• [About this exercise]:
A set of records appears below. Print them all, word for word.

----

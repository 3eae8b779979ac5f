//! Agent-activity stream.
//!
//! A server-pushed feed of connection state and progress events keyed by the
//! session id. The chat core never reacts to it; events are handed to the
//! presentation layer as they arrive.

use futures::StreamExt;
use reqwest::Client;
use reqwest_eventsource::{Event, RequestBuilderExt};
use serde::{Deserialize, Serialize};
use serde_json::Value;
use tokio::sync::mpsc;

use crate::agent::error::AgentError;

#[derive(Debug, Clone, PartialEq)]
pub enum ActivityEvent {
    Connected,
    Disconnected { reason: Option<String> },
    Progress(ProgressEvent),
}

/// One progress update. Unknown payloads keep their raw text in `message`.
#[derive(Debug, Clone, Default, PartialEq, Serialize, Deserialize)]
pub struct ProgressEvent {
    #[serde(default)]
    pub agent_id: Option<String>,
    #[serde(default, alias = "type", alias = "event_type")]
    pub kind: Option<String>,
    #[serde(default)]
    pub message: Option<String>,
}

impl ProgressEvent {
    pub fn parse(data: &str) -> Self {
        match serde_json::from_str::<Value>(data) {
            Ok(value @ Value::Object(_)) => {
                serde_json::from_value(value).unwrap_or_else(|_| Self::raw(data))
            }
            _ => Self::raw(data),
        }
    }

    fn raw(data: &str) -> Self {
        Self {
            message: Some(data.to_string()),
            ..Self::default()
        }
    }
}

/// Subscribe to the activity feed for `session_id`.
///
/// The stream runs on a background task until the server closes it or the
/// receiver is dropped.
pub fn subscribe(
    client: &Client,
    url: &str,
    session_id: &str,
) -> Result<mpsc::UnboundedReceiver<ActivityEvent>, AgentError> {
    let mut events = client
        .get(url)
        .query(&[("session_id", session_id)])
        .eventsource()
        .map_err(|err| AgentError::Transport(err.to_string()))?;

    let (tx, rx) = mpsc::unbounded_channel();
    tokio::spawn(async move {
        while let Some(event) = events.next().await {
            let forwarded = match event {
                Ok(Event::Open) => ActivityEvent::Connected,
                Ok(Event::Message(msg)) => ActivityEvent::Progress(ProgressEvent::parse(&msg.data)),
                Err(err) => {
                    tracing::debug!(error = %err, "Activity stream ended");
                    let _ = tx.send(ActivityEvent::Disconnected {
                        reason: Some(err.to_string()),
                    });
                    events.close();
                    break;
                }
            };
            if tx.send(forwarded).is_err() {
                events.close();
                break;
            }
        }
    });

    Ok(rx)
}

----

• [The answer]:
repository 3eae8b779979ac5f
//! Agent-activity stream.
//!
//! A server-pushed feed of connection state and progress events keyed by the
//! session id. The chat core never reacts to it; events are handed to the
//! presentation layer as they arrive.

use futures::StreamExt;
use reqwest::Client;
use reqwest_eventsource::{Event, RequestBuilderExt};
use serde::{Deserialize, Serialize};
use serde_json::Value;
use tokio::sync::mpsc;

use crate::agent::error::AgentError;

#[derive(Debug, Clone, PartialEq)]
pub enum ActivityEvent {
    Connected,
    Disconnected { reason: Option<String> },
    Progress(ProgressEvent),
}

/// One progress update. Unknown payloads keep their raw text in `message`.
#[derive(Debug, Clone, Default, PartialEq, Serialize, Deserialize)]
pub struct ProgressEvent {
    #[serde(default)]
    pub agent_id: Option<String>,
    #[serde(default, alias = "type", alias = "event_type")]
    pub kind: Option<String>,
    #[serde(default)]
    pub message: Option<String>,
}

impl ProgressEvent {
    pub fn parse(data: &str) -> Self {
        match serde_json::from_str::<Value>(data) {
            Ok(value @ Value::Object(_)) => {
                serde_json::from_value(value).unwrap_or_else(|_| Self::raw(data))
            }
            _ => Self::raw(data),
        }
    }

    fn raw(data: &str) -> Self {
        Self {
            message: Some(data.to_string()),
            ..Self::default()
        }
    }
}

/// Subscribe to the activity feed for `session_id`.
///
/// The stream runs on a background task until the server closes it or the
/// receiver is dropped.
pub fn subscribe(
    client: &Client,
    url: &str,
    session_id: &str,
) -> Result<mpsc::UnboundedReceiver<ActivityEvent>, AgentError> {
    let mut events = client
        .get(url)
        .query(&[("session_id", session_id)])
        .eventsource()
        .map_err(|err| AgentError::Transport(err.to_string()))?;

    let (tx, rx) = mpsc::unbounded_channel();
    tokio::spawn(async move {
        while let Some(event) = events.next().await {
            let forwarded = match event {
                Ok(Event::Open) => ActivityEvent::Connected,
                Ok(Event::Message(msg)) => ActivityEvent::Progress(ProgressEvent::parse(&msg.data)),
                Err(err) => {
                    tracing::debug!(error = %err, "Activity stream ended");
                    let _ = tx.send(ActivityEvent::Disconnected {
                        reason: Some(err.to_string()),
                    });
                    events.close();
                    break;
                }
            };
            if tx.send(forwarded).is_err() {
                events.close();
                break;
            }
        }
    });

    Ok(rx)
}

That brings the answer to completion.